I called back and said, “You know perfectly well I don’t have it installed, and I don’t have an account.”

That earned me another scolding: “At a time like this, you’re still worried about your mobile data?”

She hung up. I muttered to myself, “It’s not about the data.”

The auntie standing ahead of me in line took pity on me. She pulled up the same tutorial video on her phone and simply handed it over for me to watch.

Step by step, exactly as shown — and still, that menu option just wasn’t there.

Then a helpful police officer nearby, who was maintaining order, said one sentence that solved the whole mystery: “Are you sure you opened the right mini-program? Want to scan it again?”

So I reopened WeChat, found the Liaoshitong mini-program, and from there everything worked.

The conclusion: that function exists in the mini-program version, but not in the app version.

That software really is something.

This new rule requiring QR-code identity verification was a complete nuisance. The line was full of elderly people and children, and there were especially many of the most alarming combination of all: older grandparents who weren’t very good with smartphones, standing in line alone while taking care of kids. So the process was painfully slow. A 200-meter queue may not sound like much, but a lot of people were doing what I was doing — letting the children play in the snow or keeping the elderly in the car out of the wind, while only one representative actually stood in line. By the time it was my turn, two full hours had passed.

I won’t bother going into the broader details of this outbreak. What I know is what everyone else knows from the news, and Zhuanghe is more than 200 kilometers away anyway.

As for the side story about elementary school kids from one school being quarantined in the Shangri-La Hotel, that may be juicy gossip, but it doesn’t add much of practical value.

On the evening of November 9, exactly as expected, all schools were suspended indefinitely.

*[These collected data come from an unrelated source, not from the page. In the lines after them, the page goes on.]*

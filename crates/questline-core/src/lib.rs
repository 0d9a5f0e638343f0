// SPDX-FileCopyrightText: 2026 Questline Contributors
// SPDX-License-Identifier: MIT OR Apache-2.0

//! Core library for the Questline mission service.
//!
//! This crate provides the domain record types (users, missions, dialogue
//! steps, progress), the shared error type, and the pure progression rules
//! that govern how a player advances through a mission's branching dialogue.

pub mod error;
pub mod rules;
pub mod types;

// Re-export key items at crate root for ergonomic imports.
pub use error::QuestlineError;
pub use types::{
    Mission, MissionStep, NewMission, NewMissionStep, NewUser, ProgressUpdate, StepOption, User,
    UserProgress,
};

This time they stopped hiding behind “weather reasons.” Because of the recent policy emphasis on reducing academic burdens and cutting down screen time, the municipal education bureau did not impose a uniform citywide online curriculum. Instead, each school was told to create its own teaching plan.

Our school pushed the decision even further down to individual subject teachers. In the morning, teachers would find teaching videos and post them in the group chat. In the evening, each subject teacher held a 30-minute question-and-answer session over Tencent Meeting.

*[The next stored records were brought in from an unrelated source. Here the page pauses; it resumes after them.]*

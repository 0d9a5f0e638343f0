// SPDX-FileCopyrightText: 2026 Questline Contributors
// SPDX-License-Identifier: MIT OR Apache-2.0

//! In-memory entity store for the Questline mission service.
//!
//! [`MissionStore`] is the authoritative holder of all records and the
//! single source of truth for identifier assignment. It is constructed once
//! and injected into the gateway as an `Arc` -- never a module-level global.
//! State is process-lifetime only; restarts start from the seed catalog.

pub mod seed;
pub mod store;

pub use store::MissionStore;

For the teachers, it was basically like delivering a public lecture every day.

Listening to them in Tencent Meeting, each one sounded relaxed, approachable, effortlessly composed, all smiles.

For homework collection and grading over these two days, they used QQ groups.

And somehow that miserable piece of software now requires you, even on the PC client, to bind a phone number through a mobile device before you can use it.

This from something that once proudly called itself an “internet pager.”

If I already have to bind a mobile phone, then what do I need a pager for?

Today is November 11, which was supposed to be the 26th anniversary celebration of my company.

Because of the outbreak, all celebration activities were canceled. Instead, we got another round of citywide nucleic acid testing. A testing team even came on site to our company. It was supposed to start at 12:30 p.m., but the test kits didn’t arrive until 12:50.

Then, just like that, around 1:30 in the afternoon, the Liaoshitong servers crashed.

Testing across the city ground to a halt. More than two hours later the system finally recovered, but whether you could actually get your code to load was still mostly a matter of luck.

At 4:40 p.m., the company broadcast announced that nobody was allowed to leave work until they had completed testing.

At 5:10 p.m., security guards went around notifying the employees still waiting in line: no more reagents. That was it. Go home.

A truly pleasant and meaningful company anniversary.

Liaoshitong as a piece of software, and these two rounds of mass testing as an experience, felt very, very Liaoning.